I got bored one day and decided to throw the NES' video up on the
scope and see what it was outputting.  I used an Agilent 54622D 
mixed signal scope for the tests.

For testing, I wrote a small palette test program that output four
solid colour bars, left to right, with a 2 pixel divider between
each coloured area.  These dividers made convenient reference marks 
when looking at the signal on the scope.

I measured the voltage on the emitter of the amplifier transistor
connected to the PPU's video output pin.  An original model top loader
was used for the tests.



                                   /-- C.B. High Level
                               ^^^^^
 Black Level ->  -----       --VVVVV
                      |     |      \-- C.B. Low Level
       Synch Level -> |_____|


           
           NES blanking/burst/black level diagram
          



The above represents the start of a scanline on the NES.  There are four
key voltages indicated:  black level, synch, and the burst high/low
voltage that it oscillates between to generate the burst.  There are exactly
10 cycles of 3.579MHz making up the burst. Because the NES inserts an
extra pixel every other frame, this forces the burst to have 1 of 2 different
phasings.  This is clearly seen on the scope.
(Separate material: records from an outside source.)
//! On-behalf-of token exchange
//!
//! Trades a verified inbound token for one scoped to a downstream resource,
//! using the JWT-bearer grant with `requested_token_use=on_behalf_of`:
//!
//! ```text
//! POST {token_endpoint}
//! grant_type=urn:ietf:params:oauth:grant-type:jwt-bearer
//! assertion=<inbound token>
//! requested_token_use=on_behalf_of
//! scope=<space-joined target scopes>
//! client_id=<client id>
//! client_secret=<client secret>
//! ```
//!
//! The response body decides the outcome regardless of HTTP status. There is
//! no retry and no caching; every call performs a fresh exchange.

use std::fmt;

use secrecy::{ExposeSecret, SecretString};
use serde::Deserialize;
use serde_json::Value;
use tracing::{debug, error, info, warn};

use crate::discovery::IdentityMetadata;
use crate::error::{EXCHANGE_FAILED, ExchangeFailure, INVALID_RESPONSE};
use crate::http_client::SharedHttpClient;
use crate::jwt::unix_now;
use crate::scope::ScopeSet;

/// JWT-bearer assertion grant type
pub const JWT_BEARER_GRANT: &str = "urn:ietf:params:oauth:grant-type:jwt-bearer";

/// `requested_token_use` value for delegated exchange
pub const ON_BEHALF_OF: &str = "on_behalf_of";

/// Outcome of an exchange; success and failure are disjoint
pub type ExchangeResult = Result<ExchangedToken, ExchangeFailure>;

/// Relying party client credentials
#[derive(Clone)]
pub struct ClientCredentials {
    client_id: String,
    client_secret: SecretString,
}

impl ClientCredentials {
    /// Create credentials
    pub fn new(client_id: impl Into<String>, client_secret: SecretString) -> Self {
        Self {
            client_id: client_id.into(),
            client_secret,
        }
    }

    /// Client id
    pub fn client_id(&self) -> &str {
        &self.client_id
    }
}

impl fmt::Debug for ClientCredentials {
    fn fmt(&self, f: &mut fmt::Formatter<'_>) -> fmt::Result {
        f.debug_struct("ClientCredentials")
            .field("client_id", &self.client_id)
            .field("client_secret", &"[REDACTED]")
            .finish()
    }
}

/// Downstream token obtained by an exchange
#[derive(Clone)]
pub struct ExchangedToken {
    access_token: SecretString,
    expires_at: Option<u64>,
    scope: Option<String>,
}

impl ExchangedToken {
    /// The downstream bearer token
    pub fn access_token(&self) -> &str {
        self.access_token.expose_secret()
    }

    /// Expiry in seconds since the epoch, when the provider reported one
    pub fn expires_at(&self) -> Option<u64> {
        self.expires_at
    }

    /// Scopes granted, as reported by the provider
    pub fn scope(&self) -> Option<&str> {
        self.scope.as_deref()
    }
}

impl fmt::Debug for ExchangedToken {
    fn fmt(&self, f: &mut fmt::Formatter<'_>) -> fmt::Result {
        f.debug_struct("ExchangedToken")
            .field("access_token", &"[REDACTED]")
            .field("expires_at", &self.expires_at)
            .field("scope", &self.scope)
            .finish()
    }
}

/// Token endpoint response body
#[derive(Deserialize)]
struct TokenEndpointResponse {
    access_token: Option<String>,
    expires_in: Option<Value>,
    scope: Option<String>,
    error: Option<String>,
    error_description: Option<String>,
}

impl TokenEndpointResponse {
    fn into_result(self, now: u64) -> ExchangeResult {
        match self.access_token {
            Some(access_token) if self.error.is_none() && !access_token.is_empty() => {
                let expires_in = self.expires_in.as_ref().and_then(|value| {
                    value
                        .as_u64()
                        .or_else(|| value.as_str().and_then(|s| s.parse().ok()))
                });
                Ok(ExchangedToken {
                    access_token: SecretString::new(access_token),
                    expires_at: expires_in.map(|secs| now.saturating_add(secs)),
                    scope: self.scope,
                })
            }
            _ => Err(ExchangeFailure::new(
                self.error.unwrap_or_else(|| EXCHANGE_FAILED.to_string()),
                self.error_description,
            )),
        }
    }
}

/// Delegated exchange against a provider token endpoint
#[derive(Debug, Clone)]
pub struct OnBehalfOfExchange {
    token_endpoint: String,
    credentials: ClientCredentials,
    http: SharedHttpClient,
}

impl OnBehalfOfExchange {
    /// Create an exchange engine for a token endpoint
    pub fn new(
        token_endpoint: impl Into<String>,
        credentials: ClientCredentials,
        http: SharedHttpClient,
    ) -> Self {
        Self {
            token_endpoint: token_endpoint.into(),
            credentials,
            http,
        }
    }

    /// Create an exchange engine for the discovered token endpoint
    pub fn from_metadata(
        metadata: &IdentityMetadata,
        credentials: ClientCredentials,
        http: SharedHttpClient,
    ) -> Self {
        Self::new(&metadata.token_endpoint, credentials, http)
    }

    /// Token endpoint in use
    pub fn token_endpoint(&self) -> &str {
        &self.token_endpoint
    }

    /// Exchange `assertion` for a token carrying `target_scopes`
    pub async fn exchange(&self, assertion: &str, target_scopes: &ScopeSet) -> ExchangeResult {
        let client = self
            .http
            .get()
            .map_err(|e| ExchangeFailure::transport(e.to_string()))?;

        let scope = target_scopes.to_string();
        let params = [
            ("grant_type", JWT_BEARER_GRANT),
            ("assertion", assertion),
            ("requested_token_use", ON_BEHALF_OF),
            ("scope", scope.as_str()),
            ("client_id", self.credentials.client_id.as_str()),
            ("client_secret", self.credentials.client_secret.expose_secret().as_str()),
        ];

        debug!(
            token_endpoint = %self.token_endpoint,
            scope = %scope,
            "Requesting on-behalf-of token"
        );

        let response = client
            .post(&self.token_endpoint)
            .form(&params)
            .send()
            .await
            .map_err(|e| {
                error!(token_endpoint = %self.token_endpoint, error = %e, "Token endpoint request failed");
                ExchangeFailure::transport(e.to_string())
            })?;

        let status = response.status();
        let body = response.bytes().await.map_err(|e| {
            error!(token_endpoint = %self.token_endpoint, error = %e, "Failed to read token response");
            ExchangeFailure::transport(e.to_string())
        })?;

        let parsed: TokenEndpointResponse = serde_json::from_slice(&body).map_err(|e| {
            warn!(status = %status, error = %e, "Token endpoint returned a non-JSON body");
            ExchangeFailure::new(
                INVALID_RESPONSE,
                Some(format!("token endpoint returned status {status} with unparsable body")),
            )
        })?;

        match parsed.into_result(unix_now()) {
            Ok(token) => {
                info!(
                    expires_at = ?token.expires_at(),
                    scope = ?token.scope(),
                    "On-behalf-of exchange succeeded"
                );
                Ok(token)
            }
            Err(failure) => {
                warn!(
                    status = %status,
                    error = %failure.error,
                    description = ?failure.description,
                    "On-behalf-of exchange failed"
                );
                Err(failure)
            }
        }
    }
}
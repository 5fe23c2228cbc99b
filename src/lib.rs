#![forbid(unsafe_code)]

pub mod apply;
pub mod check;
pub mod concourse;
pub mod config;
pub mod coordinator;
pub mod deploy;
pub mod director;
pub mod error;
pub mod fetch;
pub mod redact;
pub mod runner;
pub mod telemetry;
pub mod tunnel;
pub mod version;

pub use check::{CheckEngine, CheckState};
pub use concourse::{CheckRequest, InRequest, MetadataField, OutRequest, VersionResponse};
pub use config::{Action, CliArgs, Command, OutParams, RuntimeConfig, SourceConfig};
pub use coordinator::{CliCoordinator, Session};
pub use deploy::DeployPipeline;
pub use director::{BoshDirector, Director};
pub use error::{DeployResourceError, Result};
pub use fetch::FetchPipeline;
pub use redact::Redactor;
pub use runner::{CommandResult, CommandRunner, CommandSpec, ProcessCommandRunner, RetryPolicy};
pub use tunnel::{JumpConnector, SshTunnelProvider, Tunnel, TunnelProvider};
pub use version::Version;
//! Concourse resource request/response envelopes.

use serde::{Deserialize, Serialize};

use crate::config::{OutParams, SourceConfig};
use crate::version::Version;

#[derive(Debug, Clone, Deserialize)]
pub struct CheckRequest {
    pub source: SourceConfig,
    #[serde(default)]
    pub version: Option<Version>,
}

#[derive(Debug, Clone, Deserialize)]
pub struct InRequest {
    pub source: SourceConfig,
    #[serde(default)]
    pub version: Option<Version>,
}

#[derive(Debug, Clone, Deserialize)]
pub struct OutRequest {
    pub source: SourceConfig,
    #[serde(default)]
    pub params: OutParams,
}

/// One `{name, value}` entry shown in the Concourse UI.
#[derive(Debug, Clone, PartialEq, Eq, Serialize, Deserialize)]
pub struct MetadataField {
    pub name: String,
    pub value: String,
}

impl MetadataField {
    pub fn new(name: impl Into<String>, value: impl Into<String>) -> Self {
        Self {
            name: name.into(),
            value: value.into(),
        }
    }
}

/// Response of `in` and `out`.
#[derive(Debug, Clone, Serialize)]
pub struct VersionResponse {
    pub version: Version,
    pub metadata: Vec<MetadataField>,
}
As for the actual rendered video, there are only 8 different voltage levels.
The two grey sets, 00h and 0dh, conveniently output 4 of each voltage level. 
This made testing rather simple.  First, I output colours 00h, 10h, 20h, 
and 30h, and then colours 0dh, 1dh, 2dh, and 3dh.  The voltage levels of both 
were measured.


                                  
                     L2,L3 hi -> /-----\    /-----\
                                /       \  /       \
           L1 hi -> /------\   <         ><________/| <- L3 lo
                   /        \ | \       /           |
                  <          >   \-----/ <- L2 lo   |
L0 hi ->  -----  | \        /                       |
         /     \ |  \------/ <- L1 lo               |
  ------<- - - -> - - - - - - - - - - - - - - - - - -----  <- black level
L0 lo -> -------                                    


               Approximate relative amplitudes, somewhat.
               

The video output itself is somewhat interesting; The two voltages each
colour luminance value oscillates between are the same as the static
greys, as discussed above.  For example, colour 15h is oscillating
between colour 1dh and 10h at a 3.579MHz rate.  The phase of this 
relative to the phase of the colourburst determines the colour seen.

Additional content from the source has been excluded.